**Input**
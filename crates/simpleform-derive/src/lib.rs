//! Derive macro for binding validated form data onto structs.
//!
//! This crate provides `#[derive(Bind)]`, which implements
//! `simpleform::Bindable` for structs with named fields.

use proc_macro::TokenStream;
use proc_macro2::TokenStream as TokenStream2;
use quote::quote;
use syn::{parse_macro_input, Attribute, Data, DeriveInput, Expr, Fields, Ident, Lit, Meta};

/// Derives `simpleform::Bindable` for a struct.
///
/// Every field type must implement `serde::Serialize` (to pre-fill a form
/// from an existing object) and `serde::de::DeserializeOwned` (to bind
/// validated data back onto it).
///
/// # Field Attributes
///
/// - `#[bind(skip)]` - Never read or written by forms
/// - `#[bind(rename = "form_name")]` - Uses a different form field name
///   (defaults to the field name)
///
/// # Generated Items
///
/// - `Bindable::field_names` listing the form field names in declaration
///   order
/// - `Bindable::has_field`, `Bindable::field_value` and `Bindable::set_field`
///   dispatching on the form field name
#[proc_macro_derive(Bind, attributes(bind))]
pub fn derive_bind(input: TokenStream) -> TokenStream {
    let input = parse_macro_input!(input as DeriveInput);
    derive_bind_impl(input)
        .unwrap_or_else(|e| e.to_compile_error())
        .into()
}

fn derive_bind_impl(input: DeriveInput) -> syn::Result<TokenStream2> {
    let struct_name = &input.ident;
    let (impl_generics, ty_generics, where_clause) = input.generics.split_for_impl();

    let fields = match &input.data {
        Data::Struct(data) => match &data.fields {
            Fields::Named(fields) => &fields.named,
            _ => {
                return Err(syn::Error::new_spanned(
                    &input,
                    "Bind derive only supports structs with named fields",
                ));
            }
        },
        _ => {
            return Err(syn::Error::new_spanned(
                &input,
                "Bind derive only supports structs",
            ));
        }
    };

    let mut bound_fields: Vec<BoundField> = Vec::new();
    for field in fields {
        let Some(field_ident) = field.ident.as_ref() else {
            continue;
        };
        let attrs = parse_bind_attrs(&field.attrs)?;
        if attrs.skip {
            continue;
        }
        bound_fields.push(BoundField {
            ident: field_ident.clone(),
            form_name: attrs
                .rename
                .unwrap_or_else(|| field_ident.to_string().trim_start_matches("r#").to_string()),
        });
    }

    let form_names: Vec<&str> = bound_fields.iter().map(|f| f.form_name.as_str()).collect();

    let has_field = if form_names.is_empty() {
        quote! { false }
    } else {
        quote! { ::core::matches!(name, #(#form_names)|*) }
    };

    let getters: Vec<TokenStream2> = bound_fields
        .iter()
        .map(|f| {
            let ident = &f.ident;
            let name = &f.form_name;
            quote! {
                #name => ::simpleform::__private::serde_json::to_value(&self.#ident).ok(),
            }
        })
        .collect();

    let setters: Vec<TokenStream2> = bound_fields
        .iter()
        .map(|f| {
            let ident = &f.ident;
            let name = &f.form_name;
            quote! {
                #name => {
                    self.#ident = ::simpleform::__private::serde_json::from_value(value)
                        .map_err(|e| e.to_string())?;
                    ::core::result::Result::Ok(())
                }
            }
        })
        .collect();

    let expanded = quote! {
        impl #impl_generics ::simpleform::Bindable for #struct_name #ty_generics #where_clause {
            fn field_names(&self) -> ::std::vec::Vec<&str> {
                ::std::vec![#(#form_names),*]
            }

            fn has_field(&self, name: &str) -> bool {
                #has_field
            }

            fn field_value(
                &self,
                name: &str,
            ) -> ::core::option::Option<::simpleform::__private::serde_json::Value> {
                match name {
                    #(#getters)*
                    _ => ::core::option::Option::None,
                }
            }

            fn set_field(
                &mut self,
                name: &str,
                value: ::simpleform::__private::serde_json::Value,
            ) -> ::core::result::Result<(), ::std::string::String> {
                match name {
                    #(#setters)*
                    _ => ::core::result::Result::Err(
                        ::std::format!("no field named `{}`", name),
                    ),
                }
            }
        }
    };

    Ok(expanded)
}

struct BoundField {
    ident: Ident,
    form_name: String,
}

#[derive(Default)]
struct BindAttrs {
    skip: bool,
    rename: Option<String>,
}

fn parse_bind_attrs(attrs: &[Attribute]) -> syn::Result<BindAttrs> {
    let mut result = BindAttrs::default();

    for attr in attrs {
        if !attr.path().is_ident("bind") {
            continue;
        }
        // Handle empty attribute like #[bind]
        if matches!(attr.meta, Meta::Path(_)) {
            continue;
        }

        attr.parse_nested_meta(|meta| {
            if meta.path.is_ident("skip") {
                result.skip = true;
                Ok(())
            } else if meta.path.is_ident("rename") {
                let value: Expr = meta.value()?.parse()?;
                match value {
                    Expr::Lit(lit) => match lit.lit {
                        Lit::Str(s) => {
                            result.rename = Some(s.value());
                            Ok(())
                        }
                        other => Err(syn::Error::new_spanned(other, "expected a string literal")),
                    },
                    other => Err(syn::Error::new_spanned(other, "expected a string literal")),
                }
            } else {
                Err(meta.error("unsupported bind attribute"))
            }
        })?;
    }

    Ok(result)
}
---
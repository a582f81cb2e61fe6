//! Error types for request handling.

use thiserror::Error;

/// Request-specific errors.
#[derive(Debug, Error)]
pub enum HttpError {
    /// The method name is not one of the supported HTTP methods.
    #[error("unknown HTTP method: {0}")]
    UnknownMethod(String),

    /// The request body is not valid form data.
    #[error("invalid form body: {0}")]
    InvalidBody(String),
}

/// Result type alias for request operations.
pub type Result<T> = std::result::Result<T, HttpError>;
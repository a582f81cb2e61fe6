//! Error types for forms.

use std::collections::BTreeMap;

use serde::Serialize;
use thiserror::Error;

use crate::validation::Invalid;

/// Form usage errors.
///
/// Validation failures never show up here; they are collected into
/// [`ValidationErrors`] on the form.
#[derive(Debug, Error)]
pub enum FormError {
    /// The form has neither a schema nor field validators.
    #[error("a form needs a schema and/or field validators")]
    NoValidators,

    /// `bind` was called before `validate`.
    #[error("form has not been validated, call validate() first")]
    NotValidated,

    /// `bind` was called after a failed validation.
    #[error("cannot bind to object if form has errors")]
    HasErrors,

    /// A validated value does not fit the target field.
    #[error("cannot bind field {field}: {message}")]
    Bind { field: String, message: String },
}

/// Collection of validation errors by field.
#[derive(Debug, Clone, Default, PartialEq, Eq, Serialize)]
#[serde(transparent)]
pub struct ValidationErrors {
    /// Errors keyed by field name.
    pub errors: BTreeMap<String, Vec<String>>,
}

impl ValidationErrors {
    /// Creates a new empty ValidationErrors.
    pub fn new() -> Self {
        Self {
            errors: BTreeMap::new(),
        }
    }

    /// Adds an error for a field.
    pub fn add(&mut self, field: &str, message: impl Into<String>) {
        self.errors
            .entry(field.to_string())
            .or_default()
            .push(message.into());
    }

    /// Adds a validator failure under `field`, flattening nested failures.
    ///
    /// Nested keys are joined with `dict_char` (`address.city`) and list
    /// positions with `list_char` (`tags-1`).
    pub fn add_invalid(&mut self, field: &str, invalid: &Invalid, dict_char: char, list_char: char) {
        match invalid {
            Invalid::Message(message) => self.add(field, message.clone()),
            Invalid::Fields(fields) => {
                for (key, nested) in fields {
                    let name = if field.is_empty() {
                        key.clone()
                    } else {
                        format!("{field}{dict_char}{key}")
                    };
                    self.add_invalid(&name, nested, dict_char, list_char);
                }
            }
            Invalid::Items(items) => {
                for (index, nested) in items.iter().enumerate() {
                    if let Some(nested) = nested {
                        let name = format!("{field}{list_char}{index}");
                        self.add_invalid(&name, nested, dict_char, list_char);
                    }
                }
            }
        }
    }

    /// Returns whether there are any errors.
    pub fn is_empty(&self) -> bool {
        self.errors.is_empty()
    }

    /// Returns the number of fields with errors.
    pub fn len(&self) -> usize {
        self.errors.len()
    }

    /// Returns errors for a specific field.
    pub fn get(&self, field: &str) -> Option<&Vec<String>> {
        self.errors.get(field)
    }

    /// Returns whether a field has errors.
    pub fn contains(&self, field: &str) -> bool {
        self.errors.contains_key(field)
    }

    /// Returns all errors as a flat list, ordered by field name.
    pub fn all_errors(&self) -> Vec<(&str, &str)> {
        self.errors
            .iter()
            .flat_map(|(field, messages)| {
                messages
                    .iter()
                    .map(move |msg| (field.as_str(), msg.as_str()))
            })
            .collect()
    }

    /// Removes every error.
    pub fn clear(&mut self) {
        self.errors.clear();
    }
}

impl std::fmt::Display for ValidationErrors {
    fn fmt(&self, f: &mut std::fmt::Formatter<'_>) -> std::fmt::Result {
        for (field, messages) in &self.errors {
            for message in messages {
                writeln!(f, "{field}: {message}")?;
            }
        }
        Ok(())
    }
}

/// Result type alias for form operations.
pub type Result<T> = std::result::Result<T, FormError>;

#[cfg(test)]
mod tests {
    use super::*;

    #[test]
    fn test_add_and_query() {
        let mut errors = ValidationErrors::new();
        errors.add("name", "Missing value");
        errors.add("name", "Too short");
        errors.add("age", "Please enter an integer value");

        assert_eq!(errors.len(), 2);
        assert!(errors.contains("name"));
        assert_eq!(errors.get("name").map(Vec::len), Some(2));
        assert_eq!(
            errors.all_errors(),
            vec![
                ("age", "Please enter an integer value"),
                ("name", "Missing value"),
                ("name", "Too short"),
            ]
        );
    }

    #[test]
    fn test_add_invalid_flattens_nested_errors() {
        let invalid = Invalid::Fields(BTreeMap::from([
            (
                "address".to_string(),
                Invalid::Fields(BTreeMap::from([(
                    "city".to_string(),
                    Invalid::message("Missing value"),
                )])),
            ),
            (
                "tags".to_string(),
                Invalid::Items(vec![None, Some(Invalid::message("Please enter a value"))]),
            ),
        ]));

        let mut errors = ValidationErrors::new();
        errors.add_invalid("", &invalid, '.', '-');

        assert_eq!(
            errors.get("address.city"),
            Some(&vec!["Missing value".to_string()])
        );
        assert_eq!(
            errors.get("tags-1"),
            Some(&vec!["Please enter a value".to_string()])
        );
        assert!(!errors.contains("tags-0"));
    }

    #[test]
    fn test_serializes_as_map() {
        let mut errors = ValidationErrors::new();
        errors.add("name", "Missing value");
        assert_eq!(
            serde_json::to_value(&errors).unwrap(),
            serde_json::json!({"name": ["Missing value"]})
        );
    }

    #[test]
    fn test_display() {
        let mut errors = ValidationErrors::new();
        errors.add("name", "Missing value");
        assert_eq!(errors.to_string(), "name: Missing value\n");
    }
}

**Problem description**
In the entries above, find the line with "filename crates/simpleform-derive/src/lib.rs" and the line with "use quote::quote;", then set down exactly those two and every line between them, nothing else.

**Your solution**
filename crates/simpleform-derive/src/lib.rs
//! Derive macro for binding validated form data onto structs.
//!
//! This crate provides `#[derive(Bind)]`, which implements
//! `simpleform::Bindable` for structs with named fields.

use proc_macro::TokenStream;
use proc_macro2::TokenStream as TokenStream2;
use quote::quote;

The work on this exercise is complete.